Every line below that mentions the word "HarvestConfig" should be copied out.

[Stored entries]
[Start of Attachment]
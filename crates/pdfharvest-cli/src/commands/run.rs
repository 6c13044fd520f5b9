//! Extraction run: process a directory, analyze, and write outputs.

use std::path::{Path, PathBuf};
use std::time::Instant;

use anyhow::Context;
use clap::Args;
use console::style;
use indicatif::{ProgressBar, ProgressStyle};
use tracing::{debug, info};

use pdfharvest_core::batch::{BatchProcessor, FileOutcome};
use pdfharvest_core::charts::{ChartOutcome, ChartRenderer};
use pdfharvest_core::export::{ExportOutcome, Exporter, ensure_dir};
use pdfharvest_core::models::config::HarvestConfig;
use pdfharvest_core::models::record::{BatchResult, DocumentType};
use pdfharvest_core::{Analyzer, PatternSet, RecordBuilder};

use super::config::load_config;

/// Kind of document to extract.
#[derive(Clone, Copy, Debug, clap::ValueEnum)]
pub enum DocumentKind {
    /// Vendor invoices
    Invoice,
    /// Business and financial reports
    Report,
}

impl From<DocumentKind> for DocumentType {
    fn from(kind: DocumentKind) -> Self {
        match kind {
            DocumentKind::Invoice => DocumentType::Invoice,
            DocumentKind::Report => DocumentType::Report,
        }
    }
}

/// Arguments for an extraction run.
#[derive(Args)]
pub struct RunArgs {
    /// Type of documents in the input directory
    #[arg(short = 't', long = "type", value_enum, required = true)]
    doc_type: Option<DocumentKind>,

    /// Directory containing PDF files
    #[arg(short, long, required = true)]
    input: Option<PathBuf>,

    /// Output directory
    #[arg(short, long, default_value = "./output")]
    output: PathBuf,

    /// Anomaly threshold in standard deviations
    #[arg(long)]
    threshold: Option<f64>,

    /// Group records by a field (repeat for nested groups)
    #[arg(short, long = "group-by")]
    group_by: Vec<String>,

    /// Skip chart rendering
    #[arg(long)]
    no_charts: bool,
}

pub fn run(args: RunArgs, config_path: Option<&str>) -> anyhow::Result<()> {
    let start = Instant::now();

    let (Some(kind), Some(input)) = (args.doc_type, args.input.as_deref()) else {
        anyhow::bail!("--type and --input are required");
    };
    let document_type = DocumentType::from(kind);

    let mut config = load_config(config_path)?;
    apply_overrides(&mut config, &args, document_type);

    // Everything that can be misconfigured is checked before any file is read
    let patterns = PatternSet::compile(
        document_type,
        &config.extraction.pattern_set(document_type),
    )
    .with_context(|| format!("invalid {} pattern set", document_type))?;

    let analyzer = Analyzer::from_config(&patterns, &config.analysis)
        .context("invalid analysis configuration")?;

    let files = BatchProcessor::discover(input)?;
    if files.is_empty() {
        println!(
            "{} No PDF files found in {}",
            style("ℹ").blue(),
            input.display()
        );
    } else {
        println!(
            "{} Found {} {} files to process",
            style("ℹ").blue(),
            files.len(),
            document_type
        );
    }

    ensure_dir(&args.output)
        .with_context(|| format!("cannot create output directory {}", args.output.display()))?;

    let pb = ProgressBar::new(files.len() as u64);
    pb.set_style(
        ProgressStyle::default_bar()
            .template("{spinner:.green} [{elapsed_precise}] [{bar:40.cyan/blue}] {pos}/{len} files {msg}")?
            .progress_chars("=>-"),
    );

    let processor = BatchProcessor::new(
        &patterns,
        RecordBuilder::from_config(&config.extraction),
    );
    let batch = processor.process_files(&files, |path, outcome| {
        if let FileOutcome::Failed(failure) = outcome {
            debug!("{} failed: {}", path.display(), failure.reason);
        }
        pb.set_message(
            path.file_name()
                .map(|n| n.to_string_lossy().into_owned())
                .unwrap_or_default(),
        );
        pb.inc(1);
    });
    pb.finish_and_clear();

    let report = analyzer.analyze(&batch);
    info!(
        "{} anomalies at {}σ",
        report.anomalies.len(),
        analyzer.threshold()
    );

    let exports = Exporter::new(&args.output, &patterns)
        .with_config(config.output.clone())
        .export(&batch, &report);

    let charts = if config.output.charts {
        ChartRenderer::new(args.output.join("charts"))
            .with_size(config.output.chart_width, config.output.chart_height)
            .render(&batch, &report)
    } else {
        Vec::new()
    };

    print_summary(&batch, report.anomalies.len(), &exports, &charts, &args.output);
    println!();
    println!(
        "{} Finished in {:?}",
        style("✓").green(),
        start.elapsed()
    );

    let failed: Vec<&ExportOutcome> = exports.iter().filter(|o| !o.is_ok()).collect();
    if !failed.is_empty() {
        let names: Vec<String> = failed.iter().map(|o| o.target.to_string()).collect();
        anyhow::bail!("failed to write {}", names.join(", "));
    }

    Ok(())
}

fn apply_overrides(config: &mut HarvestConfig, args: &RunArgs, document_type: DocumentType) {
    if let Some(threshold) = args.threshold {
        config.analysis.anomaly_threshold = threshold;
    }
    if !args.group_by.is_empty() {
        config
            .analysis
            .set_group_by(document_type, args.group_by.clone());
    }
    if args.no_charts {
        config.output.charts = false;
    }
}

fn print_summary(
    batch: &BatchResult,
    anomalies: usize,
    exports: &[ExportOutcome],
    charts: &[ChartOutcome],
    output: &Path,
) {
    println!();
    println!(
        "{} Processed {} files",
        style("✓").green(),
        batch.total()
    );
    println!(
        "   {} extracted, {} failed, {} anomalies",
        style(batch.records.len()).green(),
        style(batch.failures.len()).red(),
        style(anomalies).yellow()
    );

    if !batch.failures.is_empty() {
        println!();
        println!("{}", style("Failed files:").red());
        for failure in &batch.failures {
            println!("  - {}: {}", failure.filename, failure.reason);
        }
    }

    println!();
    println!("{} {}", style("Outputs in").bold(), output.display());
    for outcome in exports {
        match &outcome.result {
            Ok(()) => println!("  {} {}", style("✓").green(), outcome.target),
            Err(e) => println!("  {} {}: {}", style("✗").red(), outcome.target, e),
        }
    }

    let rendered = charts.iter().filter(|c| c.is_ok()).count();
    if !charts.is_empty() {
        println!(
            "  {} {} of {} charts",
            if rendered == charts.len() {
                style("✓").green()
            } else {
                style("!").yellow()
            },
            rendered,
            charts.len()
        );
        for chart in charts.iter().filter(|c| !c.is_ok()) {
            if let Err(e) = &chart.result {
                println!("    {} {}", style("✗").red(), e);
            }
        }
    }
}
[End of Attachment]
• _Exercise solution_:
use pdfharvest_core::models::config::HarvestConfig;
fn apply_overrides(config: &mut HarvestConfig, args: &RunArgs, document_type: DocumentType) {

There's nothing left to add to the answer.